DESCRIPTION OF THE TASK ->
Scan the listing below and copy every line holding "collections".

----------------------------------------

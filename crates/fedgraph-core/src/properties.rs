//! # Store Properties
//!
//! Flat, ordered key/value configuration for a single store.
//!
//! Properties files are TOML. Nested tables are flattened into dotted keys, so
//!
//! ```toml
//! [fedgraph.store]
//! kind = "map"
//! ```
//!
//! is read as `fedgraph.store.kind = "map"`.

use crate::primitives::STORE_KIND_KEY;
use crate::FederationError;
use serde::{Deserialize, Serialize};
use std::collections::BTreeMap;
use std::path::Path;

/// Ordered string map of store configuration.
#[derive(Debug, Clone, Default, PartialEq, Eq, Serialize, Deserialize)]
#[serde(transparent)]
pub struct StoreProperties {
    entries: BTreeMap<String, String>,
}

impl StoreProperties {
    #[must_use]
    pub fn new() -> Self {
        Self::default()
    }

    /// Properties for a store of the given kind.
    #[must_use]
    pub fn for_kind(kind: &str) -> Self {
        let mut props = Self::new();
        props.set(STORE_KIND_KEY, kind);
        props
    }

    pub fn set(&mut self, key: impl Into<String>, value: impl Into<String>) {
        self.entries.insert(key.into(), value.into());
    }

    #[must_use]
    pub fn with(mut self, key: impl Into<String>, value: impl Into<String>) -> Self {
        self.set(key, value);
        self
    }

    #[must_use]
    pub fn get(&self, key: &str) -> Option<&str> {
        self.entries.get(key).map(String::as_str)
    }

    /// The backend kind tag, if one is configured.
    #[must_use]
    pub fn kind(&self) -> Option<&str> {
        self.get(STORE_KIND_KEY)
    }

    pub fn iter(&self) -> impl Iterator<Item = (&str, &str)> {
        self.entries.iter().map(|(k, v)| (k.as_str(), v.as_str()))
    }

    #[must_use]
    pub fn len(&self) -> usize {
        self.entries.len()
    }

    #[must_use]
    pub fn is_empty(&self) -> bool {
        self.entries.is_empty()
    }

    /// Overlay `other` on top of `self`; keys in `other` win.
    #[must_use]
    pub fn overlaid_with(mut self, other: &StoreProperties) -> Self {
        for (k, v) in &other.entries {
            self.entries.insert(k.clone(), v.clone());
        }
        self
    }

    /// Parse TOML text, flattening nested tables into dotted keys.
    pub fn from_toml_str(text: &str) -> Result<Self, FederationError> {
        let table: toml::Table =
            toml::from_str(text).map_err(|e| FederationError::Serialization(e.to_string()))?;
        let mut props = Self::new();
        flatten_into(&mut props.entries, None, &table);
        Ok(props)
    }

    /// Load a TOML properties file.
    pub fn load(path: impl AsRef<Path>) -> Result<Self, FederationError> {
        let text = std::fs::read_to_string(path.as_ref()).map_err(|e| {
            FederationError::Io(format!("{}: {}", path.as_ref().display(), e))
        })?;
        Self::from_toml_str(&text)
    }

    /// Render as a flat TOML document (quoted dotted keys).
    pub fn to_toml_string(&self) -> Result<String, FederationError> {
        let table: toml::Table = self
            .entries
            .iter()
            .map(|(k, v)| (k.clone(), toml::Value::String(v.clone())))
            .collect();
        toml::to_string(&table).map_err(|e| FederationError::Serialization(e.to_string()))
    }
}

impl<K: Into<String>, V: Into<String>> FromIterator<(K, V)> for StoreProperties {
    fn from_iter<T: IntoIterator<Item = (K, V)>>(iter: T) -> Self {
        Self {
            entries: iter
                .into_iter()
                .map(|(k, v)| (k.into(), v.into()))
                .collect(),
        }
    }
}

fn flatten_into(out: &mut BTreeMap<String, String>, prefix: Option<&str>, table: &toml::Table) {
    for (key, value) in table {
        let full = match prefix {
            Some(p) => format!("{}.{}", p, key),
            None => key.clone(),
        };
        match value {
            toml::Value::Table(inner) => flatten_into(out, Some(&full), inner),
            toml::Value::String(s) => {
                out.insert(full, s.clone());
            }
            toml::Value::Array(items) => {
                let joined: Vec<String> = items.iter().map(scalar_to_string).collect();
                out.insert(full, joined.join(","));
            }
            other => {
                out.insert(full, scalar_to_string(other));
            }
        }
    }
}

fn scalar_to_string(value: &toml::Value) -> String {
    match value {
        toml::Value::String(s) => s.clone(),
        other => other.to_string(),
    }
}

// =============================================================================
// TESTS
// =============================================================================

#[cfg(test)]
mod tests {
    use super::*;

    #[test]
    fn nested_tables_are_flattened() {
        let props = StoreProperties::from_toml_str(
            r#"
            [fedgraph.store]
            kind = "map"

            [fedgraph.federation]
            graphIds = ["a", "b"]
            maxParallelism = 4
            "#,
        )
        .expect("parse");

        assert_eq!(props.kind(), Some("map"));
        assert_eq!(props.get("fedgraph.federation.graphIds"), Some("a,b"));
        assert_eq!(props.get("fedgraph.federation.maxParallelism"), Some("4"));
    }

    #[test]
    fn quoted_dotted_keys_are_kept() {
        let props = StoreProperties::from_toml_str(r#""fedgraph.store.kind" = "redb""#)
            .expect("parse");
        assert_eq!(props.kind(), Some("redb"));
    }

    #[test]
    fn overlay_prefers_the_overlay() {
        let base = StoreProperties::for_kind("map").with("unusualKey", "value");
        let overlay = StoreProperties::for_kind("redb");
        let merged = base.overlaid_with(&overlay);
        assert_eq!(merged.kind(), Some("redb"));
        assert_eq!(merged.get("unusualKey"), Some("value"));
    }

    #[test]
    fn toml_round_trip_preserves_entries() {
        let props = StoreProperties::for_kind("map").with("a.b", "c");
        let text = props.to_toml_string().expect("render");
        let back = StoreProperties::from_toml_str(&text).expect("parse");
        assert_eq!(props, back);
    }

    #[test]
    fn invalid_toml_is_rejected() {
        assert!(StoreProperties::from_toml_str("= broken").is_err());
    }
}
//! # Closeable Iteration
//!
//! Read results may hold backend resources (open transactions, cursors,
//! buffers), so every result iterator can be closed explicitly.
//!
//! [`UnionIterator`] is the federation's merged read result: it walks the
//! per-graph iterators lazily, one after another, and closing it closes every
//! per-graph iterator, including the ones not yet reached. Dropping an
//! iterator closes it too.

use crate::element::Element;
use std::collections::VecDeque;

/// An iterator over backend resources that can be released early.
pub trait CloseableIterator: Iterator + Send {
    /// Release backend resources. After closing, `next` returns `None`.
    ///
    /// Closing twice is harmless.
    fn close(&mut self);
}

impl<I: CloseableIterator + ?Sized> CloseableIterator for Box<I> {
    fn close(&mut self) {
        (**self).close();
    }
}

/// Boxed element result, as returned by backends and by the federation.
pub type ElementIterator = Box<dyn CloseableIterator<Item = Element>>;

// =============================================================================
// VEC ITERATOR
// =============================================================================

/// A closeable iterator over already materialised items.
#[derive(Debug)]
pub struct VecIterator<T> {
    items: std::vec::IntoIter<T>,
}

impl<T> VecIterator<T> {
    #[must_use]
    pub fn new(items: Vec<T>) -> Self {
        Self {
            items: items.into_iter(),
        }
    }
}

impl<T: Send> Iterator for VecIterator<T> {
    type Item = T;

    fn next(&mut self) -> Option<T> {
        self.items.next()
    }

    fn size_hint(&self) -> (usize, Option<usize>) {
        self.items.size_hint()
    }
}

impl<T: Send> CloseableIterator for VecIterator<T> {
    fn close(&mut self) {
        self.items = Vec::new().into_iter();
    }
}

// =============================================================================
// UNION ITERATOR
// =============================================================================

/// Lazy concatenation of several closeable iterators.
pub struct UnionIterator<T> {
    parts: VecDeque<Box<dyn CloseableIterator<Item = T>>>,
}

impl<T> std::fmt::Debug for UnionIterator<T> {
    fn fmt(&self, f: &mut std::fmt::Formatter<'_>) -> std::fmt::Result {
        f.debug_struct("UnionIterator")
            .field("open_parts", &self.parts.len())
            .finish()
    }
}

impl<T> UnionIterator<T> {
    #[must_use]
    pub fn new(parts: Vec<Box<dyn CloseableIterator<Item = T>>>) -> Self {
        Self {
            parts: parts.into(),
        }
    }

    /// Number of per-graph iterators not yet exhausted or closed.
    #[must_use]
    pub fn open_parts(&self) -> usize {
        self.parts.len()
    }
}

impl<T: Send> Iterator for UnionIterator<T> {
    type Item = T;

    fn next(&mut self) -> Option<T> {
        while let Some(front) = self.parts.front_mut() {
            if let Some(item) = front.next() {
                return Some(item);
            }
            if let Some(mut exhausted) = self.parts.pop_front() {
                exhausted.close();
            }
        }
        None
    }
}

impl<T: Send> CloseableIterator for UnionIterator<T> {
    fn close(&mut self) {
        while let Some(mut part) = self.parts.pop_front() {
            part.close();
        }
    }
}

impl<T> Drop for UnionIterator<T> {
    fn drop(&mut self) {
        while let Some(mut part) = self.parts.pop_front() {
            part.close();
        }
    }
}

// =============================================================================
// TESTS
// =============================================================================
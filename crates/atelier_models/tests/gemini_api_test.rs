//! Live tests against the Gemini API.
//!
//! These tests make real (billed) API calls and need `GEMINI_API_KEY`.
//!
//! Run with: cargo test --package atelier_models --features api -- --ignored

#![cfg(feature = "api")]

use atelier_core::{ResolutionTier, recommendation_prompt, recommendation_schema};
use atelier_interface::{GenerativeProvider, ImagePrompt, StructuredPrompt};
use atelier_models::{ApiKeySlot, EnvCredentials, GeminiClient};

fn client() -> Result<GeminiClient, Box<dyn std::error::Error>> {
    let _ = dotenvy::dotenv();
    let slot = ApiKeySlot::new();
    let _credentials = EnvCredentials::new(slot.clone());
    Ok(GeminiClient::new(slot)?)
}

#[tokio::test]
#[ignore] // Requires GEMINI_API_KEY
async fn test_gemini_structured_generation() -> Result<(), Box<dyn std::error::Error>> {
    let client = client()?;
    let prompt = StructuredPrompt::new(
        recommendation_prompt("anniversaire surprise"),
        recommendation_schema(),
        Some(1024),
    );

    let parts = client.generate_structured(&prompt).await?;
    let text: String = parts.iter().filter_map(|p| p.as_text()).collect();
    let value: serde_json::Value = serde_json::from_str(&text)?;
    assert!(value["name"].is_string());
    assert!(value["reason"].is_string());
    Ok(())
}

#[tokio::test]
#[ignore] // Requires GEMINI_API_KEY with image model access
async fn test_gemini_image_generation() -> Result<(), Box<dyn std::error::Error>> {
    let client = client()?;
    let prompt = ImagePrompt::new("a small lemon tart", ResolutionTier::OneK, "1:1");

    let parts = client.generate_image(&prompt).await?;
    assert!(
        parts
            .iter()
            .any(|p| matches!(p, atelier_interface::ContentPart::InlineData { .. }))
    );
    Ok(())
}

----------------------------------------

COMPLETED EXERCISE ->
use std::collections::BTreeMap;
use std::collections::VecDeque;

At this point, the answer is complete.